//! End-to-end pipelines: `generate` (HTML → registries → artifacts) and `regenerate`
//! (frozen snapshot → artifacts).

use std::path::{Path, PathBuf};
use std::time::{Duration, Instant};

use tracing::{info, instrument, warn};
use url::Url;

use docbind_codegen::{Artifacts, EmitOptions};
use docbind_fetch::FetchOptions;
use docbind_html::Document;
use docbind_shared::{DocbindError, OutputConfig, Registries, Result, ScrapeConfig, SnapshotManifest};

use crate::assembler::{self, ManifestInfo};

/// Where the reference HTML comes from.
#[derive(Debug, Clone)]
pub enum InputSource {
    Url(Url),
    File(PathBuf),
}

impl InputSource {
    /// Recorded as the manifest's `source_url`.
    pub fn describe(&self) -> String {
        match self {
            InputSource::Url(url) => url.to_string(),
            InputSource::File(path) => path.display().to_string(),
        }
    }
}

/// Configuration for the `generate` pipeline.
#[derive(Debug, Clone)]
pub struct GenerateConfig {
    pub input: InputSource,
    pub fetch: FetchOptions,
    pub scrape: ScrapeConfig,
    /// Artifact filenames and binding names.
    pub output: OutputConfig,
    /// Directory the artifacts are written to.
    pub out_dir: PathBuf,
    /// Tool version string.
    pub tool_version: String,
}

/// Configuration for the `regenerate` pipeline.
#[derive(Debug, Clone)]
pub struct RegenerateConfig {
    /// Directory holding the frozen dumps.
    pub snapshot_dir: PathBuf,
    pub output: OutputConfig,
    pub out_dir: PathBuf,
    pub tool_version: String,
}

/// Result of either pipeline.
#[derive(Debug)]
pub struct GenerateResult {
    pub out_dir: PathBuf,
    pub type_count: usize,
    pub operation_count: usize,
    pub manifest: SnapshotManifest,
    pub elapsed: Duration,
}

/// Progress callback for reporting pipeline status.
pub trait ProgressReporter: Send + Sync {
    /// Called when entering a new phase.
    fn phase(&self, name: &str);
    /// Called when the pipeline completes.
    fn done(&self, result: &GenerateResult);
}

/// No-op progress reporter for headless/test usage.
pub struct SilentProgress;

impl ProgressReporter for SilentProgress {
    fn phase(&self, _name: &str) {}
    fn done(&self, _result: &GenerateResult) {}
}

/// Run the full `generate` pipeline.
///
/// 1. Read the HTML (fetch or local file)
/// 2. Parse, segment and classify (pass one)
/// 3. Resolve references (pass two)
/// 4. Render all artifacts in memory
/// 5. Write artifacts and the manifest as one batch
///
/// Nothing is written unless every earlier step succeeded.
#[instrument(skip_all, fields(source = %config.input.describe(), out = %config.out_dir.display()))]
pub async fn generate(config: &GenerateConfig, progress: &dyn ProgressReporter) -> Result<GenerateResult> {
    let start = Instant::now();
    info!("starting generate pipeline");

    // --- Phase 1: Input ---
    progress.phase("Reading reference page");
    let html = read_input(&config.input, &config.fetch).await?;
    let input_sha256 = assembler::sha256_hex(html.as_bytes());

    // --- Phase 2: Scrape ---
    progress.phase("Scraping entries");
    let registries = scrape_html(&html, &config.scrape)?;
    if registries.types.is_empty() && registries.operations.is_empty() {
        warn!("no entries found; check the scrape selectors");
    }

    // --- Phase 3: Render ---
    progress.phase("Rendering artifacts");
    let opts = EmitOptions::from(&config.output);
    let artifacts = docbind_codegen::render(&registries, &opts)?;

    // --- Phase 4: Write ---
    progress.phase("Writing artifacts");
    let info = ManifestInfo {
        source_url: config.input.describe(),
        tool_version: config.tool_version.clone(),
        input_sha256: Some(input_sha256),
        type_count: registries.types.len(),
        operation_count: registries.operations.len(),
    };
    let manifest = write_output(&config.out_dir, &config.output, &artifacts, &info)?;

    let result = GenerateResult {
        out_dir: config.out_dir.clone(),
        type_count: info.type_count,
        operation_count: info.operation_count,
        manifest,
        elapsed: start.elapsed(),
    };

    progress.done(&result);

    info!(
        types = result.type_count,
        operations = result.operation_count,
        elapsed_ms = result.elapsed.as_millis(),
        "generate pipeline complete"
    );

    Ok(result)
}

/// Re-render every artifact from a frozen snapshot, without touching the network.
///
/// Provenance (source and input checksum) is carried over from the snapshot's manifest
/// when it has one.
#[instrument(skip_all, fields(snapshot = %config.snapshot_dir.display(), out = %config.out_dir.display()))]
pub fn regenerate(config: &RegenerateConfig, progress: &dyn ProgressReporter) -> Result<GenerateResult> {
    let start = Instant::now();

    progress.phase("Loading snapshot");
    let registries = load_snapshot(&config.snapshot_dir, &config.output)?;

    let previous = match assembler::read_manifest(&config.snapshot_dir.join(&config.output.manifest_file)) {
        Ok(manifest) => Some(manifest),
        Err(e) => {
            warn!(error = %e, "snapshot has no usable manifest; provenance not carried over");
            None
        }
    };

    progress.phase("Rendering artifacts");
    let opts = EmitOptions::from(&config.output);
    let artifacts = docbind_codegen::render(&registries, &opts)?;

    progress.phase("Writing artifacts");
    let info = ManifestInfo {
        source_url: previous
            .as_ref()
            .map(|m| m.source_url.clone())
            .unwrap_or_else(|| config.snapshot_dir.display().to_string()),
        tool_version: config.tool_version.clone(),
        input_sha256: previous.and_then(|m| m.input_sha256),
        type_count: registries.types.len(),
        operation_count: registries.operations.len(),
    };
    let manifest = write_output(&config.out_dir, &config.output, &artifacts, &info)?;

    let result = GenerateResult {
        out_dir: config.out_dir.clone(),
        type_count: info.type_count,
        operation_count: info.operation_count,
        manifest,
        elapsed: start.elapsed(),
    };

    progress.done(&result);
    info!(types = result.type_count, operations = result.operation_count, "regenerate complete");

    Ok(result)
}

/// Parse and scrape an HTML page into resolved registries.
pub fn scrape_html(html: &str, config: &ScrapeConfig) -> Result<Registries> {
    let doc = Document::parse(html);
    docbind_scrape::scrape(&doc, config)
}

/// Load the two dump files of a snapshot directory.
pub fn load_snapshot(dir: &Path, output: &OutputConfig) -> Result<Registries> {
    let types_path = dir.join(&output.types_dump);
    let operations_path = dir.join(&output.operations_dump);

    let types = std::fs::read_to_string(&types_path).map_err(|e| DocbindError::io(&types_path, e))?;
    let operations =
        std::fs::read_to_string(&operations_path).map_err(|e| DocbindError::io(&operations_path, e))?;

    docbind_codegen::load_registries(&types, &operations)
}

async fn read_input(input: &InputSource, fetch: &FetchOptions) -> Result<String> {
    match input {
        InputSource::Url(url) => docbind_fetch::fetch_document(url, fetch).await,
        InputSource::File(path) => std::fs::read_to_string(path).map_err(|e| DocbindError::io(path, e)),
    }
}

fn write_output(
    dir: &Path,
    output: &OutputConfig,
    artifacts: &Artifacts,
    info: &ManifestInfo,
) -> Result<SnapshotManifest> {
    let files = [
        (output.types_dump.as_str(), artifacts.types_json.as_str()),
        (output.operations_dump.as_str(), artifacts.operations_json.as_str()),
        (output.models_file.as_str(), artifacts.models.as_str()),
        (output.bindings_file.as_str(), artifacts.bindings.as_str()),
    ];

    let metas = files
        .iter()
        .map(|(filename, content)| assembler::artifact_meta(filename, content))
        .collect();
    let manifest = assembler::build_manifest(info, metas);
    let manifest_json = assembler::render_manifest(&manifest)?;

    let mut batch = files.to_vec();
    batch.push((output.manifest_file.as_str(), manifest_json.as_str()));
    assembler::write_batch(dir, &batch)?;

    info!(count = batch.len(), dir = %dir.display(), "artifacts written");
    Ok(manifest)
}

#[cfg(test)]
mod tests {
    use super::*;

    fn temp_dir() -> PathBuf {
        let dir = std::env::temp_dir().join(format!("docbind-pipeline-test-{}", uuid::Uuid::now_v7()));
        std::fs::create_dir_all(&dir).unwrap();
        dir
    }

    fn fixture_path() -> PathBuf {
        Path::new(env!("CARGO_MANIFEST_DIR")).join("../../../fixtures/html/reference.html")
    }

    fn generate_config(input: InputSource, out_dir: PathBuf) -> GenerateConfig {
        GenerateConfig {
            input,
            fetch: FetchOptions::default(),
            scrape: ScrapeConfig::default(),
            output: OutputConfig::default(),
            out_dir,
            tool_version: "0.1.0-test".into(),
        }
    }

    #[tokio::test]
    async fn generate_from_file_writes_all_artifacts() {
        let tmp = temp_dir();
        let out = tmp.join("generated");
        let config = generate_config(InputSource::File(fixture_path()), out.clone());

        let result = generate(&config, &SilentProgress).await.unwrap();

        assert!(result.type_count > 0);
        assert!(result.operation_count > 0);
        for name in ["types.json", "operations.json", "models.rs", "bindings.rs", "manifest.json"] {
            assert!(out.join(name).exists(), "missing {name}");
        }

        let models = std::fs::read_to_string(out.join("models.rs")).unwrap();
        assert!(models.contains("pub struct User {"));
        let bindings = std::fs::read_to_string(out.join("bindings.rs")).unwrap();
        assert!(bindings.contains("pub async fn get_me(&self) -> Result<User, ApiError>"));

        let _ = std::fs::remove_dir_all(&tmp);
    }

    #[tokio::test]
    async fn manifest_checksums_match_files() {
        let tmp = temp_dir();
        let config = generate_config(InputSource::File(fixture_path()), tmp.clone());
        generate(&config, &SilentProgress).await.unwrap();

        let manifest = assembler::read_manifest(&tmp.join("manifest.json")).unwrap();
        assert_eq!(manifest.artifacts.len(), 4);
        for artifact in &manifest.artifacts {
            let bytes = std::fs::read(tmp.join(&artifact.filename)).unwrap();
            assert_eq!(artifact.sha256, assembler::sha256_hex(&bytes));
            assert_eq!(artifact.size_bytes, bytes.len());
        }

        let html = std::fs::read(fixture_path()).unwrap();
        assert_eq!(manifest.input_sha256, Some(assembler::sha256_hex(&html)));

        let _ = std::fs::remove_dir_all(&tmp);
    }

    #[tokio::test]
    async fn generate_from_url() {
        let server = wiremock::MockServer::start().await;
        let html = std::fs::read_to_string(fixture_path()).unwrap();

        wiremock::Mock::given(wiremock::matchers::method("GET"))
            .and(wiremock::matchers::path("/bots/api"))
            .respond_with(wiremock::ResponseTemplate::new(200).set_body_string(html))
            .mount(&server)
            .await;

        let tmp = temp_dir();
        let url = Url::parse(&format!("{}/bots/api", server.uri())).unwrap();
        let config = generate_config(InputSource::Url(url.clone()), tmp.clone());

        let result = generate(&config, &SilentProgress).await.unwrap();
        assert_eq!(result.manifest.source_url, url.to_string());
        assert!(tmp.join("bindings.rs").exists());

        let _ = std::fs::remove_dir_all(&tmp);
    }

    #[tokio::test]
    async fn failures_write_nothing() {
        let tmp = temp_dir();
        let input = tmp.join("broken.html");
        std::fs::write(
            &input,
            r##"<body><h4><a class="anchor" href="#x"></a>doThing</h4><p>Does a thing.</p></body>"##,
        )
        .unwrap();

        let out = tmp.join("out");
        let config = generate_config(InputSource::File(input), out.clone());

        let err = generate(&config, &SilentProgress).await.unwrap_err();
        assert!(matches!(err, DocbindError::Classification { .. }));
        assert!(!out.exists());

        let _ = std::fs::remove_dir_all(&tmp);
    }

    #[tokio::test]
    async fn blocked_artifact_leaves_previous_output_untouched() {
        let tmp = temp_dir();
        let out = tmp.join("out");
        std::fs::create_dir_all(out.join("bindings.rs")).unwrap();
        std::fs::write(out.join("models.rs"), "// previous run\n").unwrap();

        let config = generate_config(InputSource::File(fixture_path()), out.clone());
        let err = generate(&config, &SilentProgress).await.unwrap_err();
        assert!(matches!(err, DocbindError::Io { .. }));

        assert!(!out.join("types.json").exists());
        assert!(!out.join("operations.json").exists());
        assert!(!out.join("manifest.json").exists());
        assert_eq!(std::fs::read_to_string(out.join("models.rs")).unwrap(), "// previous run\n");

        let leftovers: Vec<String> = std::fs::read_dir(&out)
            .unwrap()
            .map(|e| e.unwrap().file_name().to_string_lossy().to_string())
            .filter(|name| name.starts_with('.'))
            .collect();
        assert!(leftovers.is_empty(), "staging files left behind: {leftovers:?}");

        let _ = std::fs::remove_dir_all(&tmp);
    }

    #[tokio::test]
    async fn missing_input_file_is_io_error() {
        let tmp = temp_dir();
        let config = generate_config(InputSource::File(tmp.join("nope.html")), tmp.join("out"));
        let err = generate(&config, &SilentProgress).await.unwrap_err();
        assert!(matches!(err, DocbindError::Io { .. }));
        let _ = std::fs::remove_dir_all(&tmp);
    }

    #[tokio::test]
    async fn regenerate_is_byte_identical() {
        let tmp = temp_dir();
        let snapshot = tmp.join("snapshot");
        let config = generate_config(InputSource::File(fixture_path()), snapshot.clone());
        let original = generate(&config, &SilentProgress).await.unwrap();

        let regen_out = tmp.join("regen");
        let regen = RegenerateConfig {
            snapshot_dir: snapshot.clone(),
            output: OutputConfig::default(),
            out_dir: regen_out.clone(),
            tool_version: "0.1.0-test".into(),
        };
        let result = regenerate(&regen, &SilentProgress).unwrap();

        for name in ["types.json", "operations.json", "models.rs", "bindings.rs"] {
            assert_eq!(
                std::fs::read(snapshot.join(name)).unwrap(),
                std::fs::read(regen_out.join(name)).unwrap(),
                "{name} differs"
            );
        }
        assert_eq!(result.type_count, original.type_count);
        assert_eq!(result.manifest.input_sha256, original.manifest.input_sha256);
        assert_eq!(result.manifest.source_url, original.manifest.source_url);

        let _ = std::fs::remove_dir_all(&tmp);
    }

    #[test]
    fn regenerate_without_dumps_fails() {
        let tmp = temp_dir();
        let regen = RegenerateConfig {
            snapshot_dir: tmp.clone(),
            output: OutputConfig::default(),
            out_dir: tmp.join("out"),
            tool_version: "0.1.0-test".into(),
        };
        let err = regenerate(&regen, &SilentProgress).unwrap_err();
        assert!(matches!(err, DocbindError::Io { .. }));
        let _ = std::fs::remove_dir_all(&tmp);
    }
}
———
Task to carry out: Only the lines above from the line containing "the snapshot's manifest" through the line containing "fields(snapshot = %config.snapshot_dir.display(), out" should be retyped, exactly and with both ends included.

Your response:
/// Provenance (source and input checksum) is carried over from the snapshot's manifest
/// when it has one.
#[instrument(skip_all, fields(snapshot = %config.snapshot_dir.display(), out = %config.out_dir.display()))]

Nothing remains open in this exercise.